Proudly slayed and ready for the spit, the goat’s head was removed—more on that in a minute—and the carcass was heavily seasoned and placed on the fire, rotating in the bitter cold for what seemed like hours and hours. The souhia, as it’s called, took a plenty of hard work and definite dedication, but it’s the type of wherewithal you won’t find in some Midtown restaurant, no matter how “real” they claim to be.
Juices dripping sensually down the repentant goat’s blackening body, he took out a large knife and cut off a piece of crispy flesh for me to try and, like a true nature’s son, it melted down immediately, a wondrous sensation to be a part of. The bubbling moisture dripped on the flames from the torso, taunting them to rise higher and higher—the slight crackle and definite pop was sweet soul music to my ears.
The souhia was done in the early afternoon the next day. Taken into the kitchen to be judiciously carved, a moderate slab was portioned off for me and plated with some cheboudjen—a special green rice—as well as a side-salad with green peppers and onions, with some expertly fried plantains to taste. With a skin that was covered in Alassane’s secret spices, it lead with a jerky-like texture that made you work for the lean meat underneath, which had a wonderfully gaminess; with a beautifully moist taste all its own, the delicious rituals of dining commenced, wiping greasy hands down the front of our shirts while imbibing on this tangible taste sensation.
The aforementioned goat’s head, long missing from the main meal, had apparently been put in an old pot and left to boil, simmering on the open fire all morning. What Mick Jagger would possibly call goat’s head soup, they call it zougousoup in Burkina Faso; with the tender facial meat sloughed off and drowning in various depths of vegetables such as carrots and onions, it made for a rich broth, itself made with even richer meat.
For those willing to partake, the soup was absolutely dining with Mr. D…elicious.
As the party began to thin and most started to retire back to the cold grey dystopia that waited outside the estate’s gates, Alassane called me over, having saved a special part to share: the soupe de cerveau, or the eyes and, especially, brains of the young goat. What I considered almost a badge of honor, I watched covetously as he cracked the well-cooked skull with a comically large cleaver; the brains exposed themselves proudly, looking almost like a cottony little ball but with a slightly metallic taste. The fat eyeballs though were a gooey mass of deliciousness that truly tastes like nothing you’ve had before unless, of course, it’s been eyeballs.
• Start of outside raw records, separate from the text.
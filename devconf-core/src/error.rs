#[derive(Debug, thiserror::Error)]
pub enum DevconfError {
    #[error("Dependency unavailable: {0}")]
    DependencyUnavailable(String),

    #[error("Validation error: {0}")]
    Validation(String),

    #[error("Not found: {0}")]
    NotFound(String),

    #[error("Model error: {0}")]
    Model(String),

    #[error("Session error: {0}")]
    Session(String),

    #[error("A2A error: {0}")]
    A2a(String),

    #[error("Configuration error: {0}")]
    Config(String),

    #[error("Internal error: {0}")]
    Internal(String),

    #[error("Serialization error: {0}")]
    Serde(#[from] serde_json::Error),
}

/// Coarse classification used when an error crosses a process boundary.
#[derive(Debug, Clone, Copy, PartialEq, Eq)]
pub enum ErrorKind {
    /// A remote agent or the LLM provider is unreachable or erroring.
    DependencyUnavailable,
    /// Malformed input or an unknown conversation id.
    Validation,
    Internal,
}

impl DevconfError {
    pub fn kind(&self) -> ErrorKind {
        match self {
            DevconfError::DependencyUnavailable(_) | DevconfError::Model(_) => {
                ErrorKind::DependencyUnavailable
            }
            DevconfError::Validation(_) | DevconfError::NotFound(_) => ErrorKind::Validation,
            DevconfError::Session(_)
            | DevconfError::A2a(_)
            | DevconfError::Config(_)
            | DevconfError::Internal(_)
            | DevconfError::Serde(_) => ErrorKind::Internal,
        }
    }

    pub fn not_found(what: impl std::fmt::Display) -> Self {
        DevconfError::NotFound(what.to_string())
    }
}

pub type Result<T> = std::result::Result<T, DevconfError>;

#[cfg(test)]
mod tests {
    use super::*;

    #[test]
    fn test_dependency_error_names_agent() {
        let err = DevconfError::DependencyUnavailable("github_agent".to_string());
        assert_eq!(err.to_string(), "Dependency unavailable: github_agent");
    }

    #[test]
    fn test_error_kinds() {
        assert_eq!(
            DevconfError::Model("timeout".into()).kind(),
            ErrorKind::DependencyUnavailable
        );
        assert_eq!(DevconfError::not_found("conversation").kind(), ErrorKind::Validation);
        assert_eq!(DevconfError::Validation("empty".into()).kind(), ErrorKind::Validation);
        assert_eq!(DevconfError::Session("locked".into()).kind(), ErrorKind::Internal);
    }

    #[test]
    fn test_error_from_serde() {
        let serde_err = serde_json::from_str::<serde_json::Value>("{").unwrap_err();
        let err: DevconfError = serde_err.into();
        assert!(matches!(err, DevconfError::Serde(_)));
        assert_eq!(err.kind(), ErrorKind::Internal);
    }
}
Wiping my mouth, I smiled when I realized how I enjoyed not only the “authentic” nature of the food that was served, but of the absolute friendship that has sparked up because of it; Alassane is so much more just than a guide to his country’s eats …he’s a hilarious storyteller, a spiritual leader, a strong shoulder, an optimistic soul and, best of all, a person to honestly look up, a worthy man that truly embodies the American dream as it’s supposed to be.
So the next time when you’re complaining about the lack of “authentic” food in the culinary designs of Oklahoma City and beyond, take a step back and instead lament the lack of divergent personages from far and away in your life–friendships that should be and lasting bonds that could be. Cómpralo ya!